Hello darling readers,
I just wanted to let you know that I have been emerging out of a funk/vague depression that has lasted a few months now. The reasons for it are quite obvious: standard winter SAD (seasonal affective disorder) combined with the numbness instilled by governmental ambivalence to/endorsement of the genocide plus some general life things that have just been a little bit vexing.
The good news is that I feel like I’m coming good. I have renewed energy and creative drive, and I’m starting to outline some creative projects including a pitch for a new non-fiction book (!!) AND a re-launch of my podcast. On the latter note, I realised that I was so eager to not lose momentum following the dissolution of my relationship with Nova that I rushed in without a plan or a support team. Consequently, the one thing guaranteed to happen was the loss of momentum.
So this time I’m doing it properly. I’m going to pre-record a season of episodes across two weeks, hire an actually qualified person to do the editing and sound production (jobs I loathe and am frankly not very good at) and ensure a consistent weekly release by having the episodes already done and dusted and ready to go.

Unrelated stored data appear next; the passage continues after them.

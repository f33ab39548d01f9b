// Core pixel-buffer type shared by every render path.

#[derive(Clone)]
pub struct FrameBuffer {
    pub width: usize,      // how wide the frame is on screen (pixels)
    pub height: usize,     // how tall the frame is on screen (pixels)
    pub pixels: Vec<u32>,  // each entry is 0x00RRGGBB for minifb
}

impl FrameBuffer {
    /// Allocate a black buffer of the given size.
    pub fn new(width: usize, height: usize) -> Self {
        Self {
            width,
            height,
            pixels: vec![0u32; width * height],
        }
    }
}
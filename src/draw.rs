// Window + software drawing utilities.
// What you get here:
// 1) A window that shows the composited frame.
// 2) A crosshair that follows the mouse.
// 3) A tiny 5x7 bitmap font to render the HUD line over the image.

use crate::error::Error;
use crate::types::FrameBuffer;
use minifb::{Key, KeyRepeat, MouseButton, MouseMode, Window, WindowOptions};

pub struct Drawer {
    window: Window, // the on-screen window you see
}

impl Drawer {
    /// Create a window and cap its refresh at the target rate.
    pub fn new(title: &str, width: usize, height: usize, fps: usize) -> Result<Self, Error> {
        let mut window = Window::new(title, width, height, WindowOptions::default())
            .map_err(|e| Error::WindowInit(e.to_string()))?;
        window.set_target_fps(fps);
        Ok(Self { window })
    }

    /// Push the pixels for this frame to the screen. This call also does
    /// the frame pacing: it blocks until the target frame time has passed.
    pub fn present(&mut self, framebuffer: &FrameBuffer) -> Result<(), Error> {
        self.window
            .update_with_buffer(&framebuffer.pixels, framebuffer.width, framebuffer.height)
            .map_err(|e| Error::WindowUpdate(e.to_string()))?;
        Ok(())
    }

    /// Returns false when the user closes the window (so the loop stops).
    pub fn is_open(&self) -> bool {
        self.window.is_open()
    }

    /// True while ESC is held down; the other exit path besides closing.
    pub fn esc_pressed(&self) -> bool {
        self.window.is_key_down(Key::Escape)
    }

    /// Current mouse position in window pixels, clamped to the window.
    pub fn mouse_pos(&self) -> Option<(f32, f32)> {
        self.window.get_mouse_pos(MouseMode::Clamp)
    }

    /// True while the left button is held: spawning may happen this frame.
    pub fn left_mouse_down(&self) -> bool {
        self.window.get_mouse_down(MouseButton::Left)
    }

    /// C clears the ripple log (screen settles back to the still image).
    pub fn c_pressed_once(&self) -> bool {
        self.window.is_key_pressed(Key::C, KeyRepeat::No)
    }

    /// M toggles the aggregation mode (all ripples vs latest only).
    pub fn m_pressed_once(&self) -> bool {
        self.window.is_key_pressed(Key::M, KeyRepeat::No)
    }

    /// V toggles the renderer variant (wave field vs drawn circles).
    pub fn v_pressed_once(&self) -> bool {
        self.window.is_key_pressed(Key::V, KeyRepeat::No)
    }

    /// B toggles the undistorted background preview (debug).
    pub fn b_pressed_once(&self) -> bool {
        self.window.is_key_pressed(Key::B, KeyRepeat::No)
    }
}

/* ---------- Software drawing: pixels, crosshair, tiny bitmap font ---------- */

/// Put a pixel on the framebuffer if (x,y) is inside bounds.
#[inline]
fn put_pixel(fb: &mut FrameBuffer, x: i32, y: i32, color: u32) {
    if x < 0 || y < 0 {
        return;
    }
    let (x, y) = (x as usize, y as usize);
    if x >= fb.width || y >= fb.height {
        return;
    }
    fb.pixels[y * fb.width + x] = color;
}

/// Draw a thin line between (x0,y0) and (x1,y1) using Bresenham.
fn draw_line(fb: &mut FrameBuffer, x0: i32, y0: i32, x1: i32, y1: i32, color: u32) {
    let (mut x0, mut y0, x1, y1) = (x0, y0, x1, y1);
    let dx = (x1 - x0).abs();
    let sx = if x0 < x1 { 1 } else { -1 };
    let dy = -(y1 - y0).abs();
    let sy = if y0 < y1 { 1 } else { -1 };
    let mut err = dx + dy;
    loop {
        put_pixel(fb, x0, y0, color);
        if x0 == x1 && y0 == y1 {
            break;
        }
        let e2 = 2 * err;
        if e2 >= dy {
            err += dy;
            x0 += sx;
        }
        if e2 <= dx {
            err += dx;
            y0 += sy;
        }
    }
}

/// Draw a small crosshair centered at (cx,cy), with a gap at the center
/// so it reads as a pointer rather than a blot over the ripples.
pub fn draw_crosshair(fb: &mut FrameBuffer, cx: i32, cy: i32, size: i32, color: u32) {
    draw_line(fb, cx - size, cy, cx - 2, cy, color);
    draw_line(fb, cx + 2, cy, cx + size, cy, color);
    draw_line(fb, cx, cy - size, cx, cy - 2, color);
    draw_line(fb, cx, cy + 2, cx, cy + size, color);
    put_pixel(fb, cx, cy, color);
}

/* ---------- 5x7 bitmap font (the subset the HUD line needs) ---------- */

/// Return a 5x7 glyph bitmap for a limited character set.
/// Each u8 is a row; the low 5 bits are the pixels (bit 4 = leftmost).
fn glyph5x7(ch: char) -> Option<[u8; 7]> {
    // Helper macro to define a glyph quickly
    macro_rules! g { ($a:expr,$b:expr,$c:expr,$d:expr,$e:expr,$f:expr,$g:expr) => {
        Some([$a,$b,$c,$d,$e,$f,$g])
    }; }

    match ch {
        // Digits 0..9
        '0' => g!(0b01110,0b10001,0b10011,0b10101,0b11001,0b10001,0b01110),
        '1' => g!(0b00100,0b01100,0b00100,0b00100,0b00100,0b00100,0b01110),
        '2' => g!(0b01110,0b10001,0b00001,0b00010,0b00100,0b01000,0b11111),
        '3' => g!(0b11110,0b00001,0b00001,0b01110,0b00001,0b00001,0b11110),
        '4' => g!(0b00010,0b00110,0b01010,0b10010,0b11111,0b00010,0b00010),
        '5' => g!(0b11111,0b10000,0b11110,0b00001,0b00001,0b10001,0b01110),
        '6' => g!(0b00110,0b01000,0b10000,0b11110,0b10001,0b10001,0b01110),
        '7' => g!(0b11111,0b00001,0b00010,0b00100,0b01000,0b01000,0b01000),
        '8' => g!(0b01110,0b10001,0b10001,0b01110,0b10001,0b10001,0b01110),
        '9' => g!(0b01110,0b10001,0b10001,0b01111,0b00001,0b00010,0b01100),

        // Letters for the HUD labels and hints
        'A' => g!(0b01110,0b10001,0b10001,0b11111,0b10001,0b10001,0b10001),
        'B' => g!(0b11110,0b10001,0b10001,0b11110,0b10001,0b10001,0b11110),
        'C' => g!(0b01110,0b10001,0b10000,0b10000,0b10000,0b10001,0b01110),
        'D' => g!(0b11100,0b10010,0b10001,0b10001,0b10001,0b10010,0b11100),
        'E' => g!(0b11111,0b10000,0b10000,0b11110,0b10000,0b10000,0b11111),
        'F' => g!(0b11111,0b10000,0b10000,0b11110,0b10000,0b10000,0b10000),
        'G' => g!(0b01110,0b10001,0b10000,0b10111,0b10001,0b10001,0b01111),
        'I' => g!(0b01110,0b00100,0b00100,0b00100,0b00100,0b00100,0b01110),
        'L' => g!(0b10000,0b10000,0b10000,0b10000,0b10000,0b10000,0b11111),
        'M' => g!(0b10001,0b11011,0b10101,0b10101,0b10001,0b10001,0b10001),
        'O' => g!(0b01110,0b10001,0b10001,0b10001,0b10001,0b10001,0b01110),
        'P' => g!(0b11110,0b10001,0b10001,0b11110,0b10000,0b10000,0b10000),
        'R' => g!(0b11110,0b10001,0b10001,0b11110,0b10100,0b10010,0b10001),
        'S' => g!(0b01111,0b10000,0b10000,0b01110,0b00001,0b00001,0b11110),
        'T' => g!(0b11111,0b00100,0b00100,0b00100,0b00100,0b00100,0b00100),
        'V' => g!(0b10001,0b10001,0b10001,0b10001,0b10001,0b01010,0b00100),
        'W' => g!(0b10001,0b10001,0b10001,0b10101,0b10101,0b10101,0b01010),

        // Punctuation: space, vertical bar, colon, dot
        ' ' => g!(0b00000,0b00000,0b00000,0b00000,0b00000,0b00000,0b00000),
        '|' => g!(0b00100,0b00100,0b00100,0b00100,0b00100,0b00100,0b00100),
        ':' => g!(0b00000,0b00100,0b00000,0b00000,0b00100,0b00000,0b00000),
        '.' => g!(0b00000,0b00000,0b00000,0b00000,0b00000,0b00100,0b00000),

        _ => None,
    }
}

/// Draw a single 5x7 character at (x,y): a 1-pixel black shadow first,
/// then the glyph, so the text stays readable over any background.
fn draw_char_5x7(fb: &mut FrameBuffer, x: i32, y: i32, ch: char, color: u32) {
    if let Some(rows) = glyph5x7(ch) {
        for (ry, rowbits) in rows.iter().enumerate() {
            for rx in 0..5 {
                if (rowbits & (1 << (4 - rx))) != 0 {
                    put_pixel(fb, x + rx as i32 + 1, y + ry as i32 + 1, 0x00000000);
                }
            }
        }
        for (ry, rowbits) in rows.iter().enumerate() {
            for rx in 0..5 {
                if (rowbits & (1 << (4 - rx))) != 0 {
                    put_pixel(fb, x + rx as i32, y + ry as i32, color);
                }
            }
        }
    }
}

/// Draw a text string using 5x7 glyphs; unknown characters are skipped.
pub fn draw_text_5x7(fb: &mut FrameBuffer, mut x: i32, y: i32, text: &str, color: u32) {
    for ch in text.chars() {
        draw_char_5x7(fb, x, y, ch, color);
        x += 6; // 5 pixels glyph width + 1 pixel spacing
    }
}
// The ripple field: time-decayed wave superposition over the spawn log.
// For one pixel and one instant this answers "how far does the background
// sample shift, and how much brighter does the pixel get".

use crate::config::AggregationMode;
use crate::ripples::RippleEvent;

/// Distances below this count as "at the wave center". Dividing by the
/// clamped distance keeps the output finite there.
const DIST_EPSILON: f32 = 1e-4;

/// Tunable constants of the wave field, shared by every ripple.
#[derive(Clone, Copy, Debug)]
pub struct FieldParams {
    pub decay_rate: f32,     // strength lost per second of age
    pub spatial_freq: f32,   // ring density across the screen
    pub temporal_freq: f32,  // how fast rings travel outward
    pub distort_amp: f32,    // sampling offset at full strength
    pub brightness_amp: f32, // highlight/shadow swing at full strength
    pub ambient_amp: f32,    // amplitude scale of the spawn-independent swell
    pub ambient_speed: f32,  // phase speed of that swell
    pub mode: AggregationMode,
}

impl Default for FieldParams {
    fn default() -> Self {
        Self {
            decay_rate: 2.0,
            spatial_freq: 20.0,
            temporal_freq: 12.0,
            distort_amp: 0.01,
            brightness_amp: 0.05,
            ambient_amp: 0.2,
            ambient_speed: 4.0,
            mode: AggregationMode::All,
        }
    }
}

/// What the field says about one pixel at one instant.
#[derive(Clone, Copy, Debug, Default, PartialEq)]
pub struct FieldSample {
    pub du: f32, // background-sampling offset along u
    pub dv: f32, // background-sampling offset along v
    pub dc: f32, // brightness delta, added to every channel
}

/// One still-active ripple with its per-frame terms hoisted out of the
/// pixel loop: position remapped to [-1,1], age and strength fixed for
/// the whole pass.
#[derive(Clone, Copy, Debug)]
pub struct ActiveRipple {
    px: f32,
    py: f32,
    age: f32,
    strength: f32,
}

impl ActiveRipple {
    fn from_event(event: RippleEvent, now: f32, params: &FieldParams) -> Option<Self> {
        let age = now - event.spawn_time;
        let strength = (1.0 - age * params.decay_rate).max(0.0);
        if strength <= 0.0 {
            // Fully decayed entries contribute exactly zero; skipping them
            // here keeps the per-pixel cost bounded by the active count.
            return None;
        }
        Some(Self {
            px: event.x * 2.0 - 1.0,
            py: event.y * 2.0 - 1.0,
            age,
            strength,
        })
    }
}

/// Hoist the contributing subset of the snapshot for one frame's pass.
/// In `Latest` mode only the newest spawn survives the cut; older events
/// keep their log slots but fold into nothing.
pub fn activate(snapshot: &[RippleEvent], now: f32, params: &FieldParams) -> Vec<ActiveRipple> {
    match params.mode {
        AggregationMode::All => snapshot
            .iter()
            .filter_map(|e| ActiveRipple::from_event(*e, now, params))
            .collect(),
        AggregationMode::Latest => snapshot
            .last()
            .and_then(|e| ActiveRipple::from_event(*e, now, params))
            .into_iter()
            .collect(),
    }
}

/// Evaluate the field at one pixel. Pure, runs identically for every
/// pixel, no shared state: safe to call from any number of threads.
pub fn evaluate(u: f32, v: f32, now: f32, active: &[ActiveRipple], params: &FieldParams) -> FieldSample {
    // The waves live in a symmetric space; pixel and spawn positions get
    // the same [0,1] -> [-1,1] remap.
    let px = u * 2.0 - 1.0;
    let py = v * 2.0 - 1.0;

    let mut sample = FieldSample::default();

    if params.mode == AggregationMode::Latest {
        // Undecayed swell centered on the screen, always on in this mode.
        let d = (px * px + py * py).sqrt().max(DIST_EPSILON);
        let phase = d * params.spatial_freq - now * params.ambient_speed;
        let swirl = phase.cos() * params.distort_amp * params.ambient_amp;
        sample.du += px / d * swirl;
        sample.dv += py / d * swirl;
        sample.dc += phase.sin() * params.brightness_amp * params.ambient_amp;
    }

    for ripple in active {
        let dx = px - ripple.px;
        let dy = py - ripple.py;
        let d = (dx * dx + dy * dy).sqrt().max(DIST_EPSILON);
        let phase = d * params.spatial_freq - ripple.age * params.temporal_freq;
        let wave = phase.cos() * params.distort_amp * ripple.strength;
        sample.du += dx / d * wave;
        sample.dv += dy / d * wave;
        sample.dc += phase.sin() * params.brightness_amp * ripple.strength;
    }

    sample
}
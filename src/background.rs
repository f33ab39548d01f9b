// Loads the background picture and answers bilinear sample queries.
// Visual expectation: the window shows this image, warped by the ripples.

use crate::error::Error;
use image::imageops::FilterType;
use std::path::Path;

pub struct Background {
    width: usize,
    height: usize,
    pixels: Vec<u32>, // 0x00RRGGBB, row-major, top-left origin
}

impl Background {
    /// Decode the image file and scale it to the window size.
    /// A missing or corrupt file is fatal; the caller exits rather than
    /// rendering an undefined surface.
    pub fn load(path: &Path, width: usize, height: usize) -> Result<Self, Error> {
        let img = image::open(path)?
            .resize_exact(width as u32, height as u32, FilterType::Triangle)
            .to_rgb8();

        // Pack RGB bytes as 0x00RRGGBB, the layout the window wants.
        let mut pixels = Vec::with_capacity(width * height);
        for p in img.pixels() {
            let r = p[0] as u32;
            let g = p[1] as u32;
            let b = p[2] as u32;
            pixels.push((r << 16) | (g << 8) | b);
        }

        Ok(Self { width, height, pixels })
    }

    /// Build from an already packed buffer (solid fills, tests).
    pub fn from_pixels(width: usize, height: usize, pixels: Vec<u32>) -> Result<Self, Error> {
        if pixels.len() != width * height {
            return Err(Error::SizeMismatch("Background::from_pixels"));
        }
        Ok(Self { width, height, pixels })
    }

    pub fn width(&self) -> usize {
        self.width
    }

    pub fn height(&self) -> usize {
        self.height
    }

    /// Raw packed pixels, for whole-frame copies.
    pub fn pixels(&self) -> &[u32] {
        &self.pixels
    }

    /// Bilinear sample at normalized (u, v) with texel centers at
    /// (i + 0.5) / size. Coordinates outside [0,1] clamp to the edge,
    /// never wrap: distorted lookups at the frame boundary stretch the
    /// border pixel instead of pulling in the opposite side.
    pub fn sample(&self, u: f32, v: f32) -> (f32, f32, f32) {
        let max_x = (self.width - 1) as f32;
        let max_y = (self.height - 1) as f32;
        let x = (u * self.width as f32 - 0.5).clamp(0.0, max_x);
        let y = (v * self.height as f32 - 0.5).clamp(0.0, max_y);

        let x0 = x.floor();
        let y0 = y.floor();
        let tx = x - x0;
        let ty = y - y0;

        let x0 = x0 as usize;
        let y0 = y0 as usize;
        let x1 = (x0 + 1).min(self.width - 1);
        let y1 = (y0 + 1).min(self.height - 1);

        let (r00, g00, b00) = self.texel(x0, y0);
        let (r10, g10, b10) = self.texel(x1, y0);
        let (r01, g01, b01) = self.texel(x0, y1);
        let (r11, g11, b11) = self.texel(x1, y1);

        let r0 = r00 + (r10 - r00) * tx;
        let g0 = g00 + (g10 - g00) * tx;
        let b0 = b00 + (b10 - b00) * tx;
        let r1 = r01 + (r11 - r01) * tx;
        let g1 = g01 + (g11 - g01) * tx;
        let b1 = b01 + (b11 - b01) * tx;

        (r0 + (r1 - r0) * ty, g0 + (g1 - g0) * ty, b0 + (b1 - b0) * ty)
    }

    /// Unpack one texel to [0,1] channel floats.
    #[inline]
    fn texel(&self, x: usize, y: usize) -> (f32, f32, f32) {
        let p = self.pixels[y * self.width + x];
        let r = ((p >> 16) & 0xFF) as f32 / 255.0;
        let g = ((p >> 8) & 0xFF) as f32 / 255.0;
        let b = (p & 0xFF) as f32 / 255.0;
        (r, g, b)
    }
}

According to my (now comprehensive and orderly) plan, this relaunch will happen at the start of September. I may even celebrate with some kind of event! But one step at a time, Clem.
As I’ve emerged from this time of malaise, fatigue and vague depression, I’ve realised that what I really need to balance in my life is JOY. I need to do things that are fun and that also make me feel like I’m connecting with people. I’ve abandoned my close friends stories to the weeds in recent months, because I’ve felt guilty any time I’ve gone to post anything on Instagram that’s either silly, light hearted or serious-but-nothing-to-do-with-genocide. And I think that’s been a mistake. I think I’ve severely lost a kind of balance within myself that has made crashing burnout more inevitable.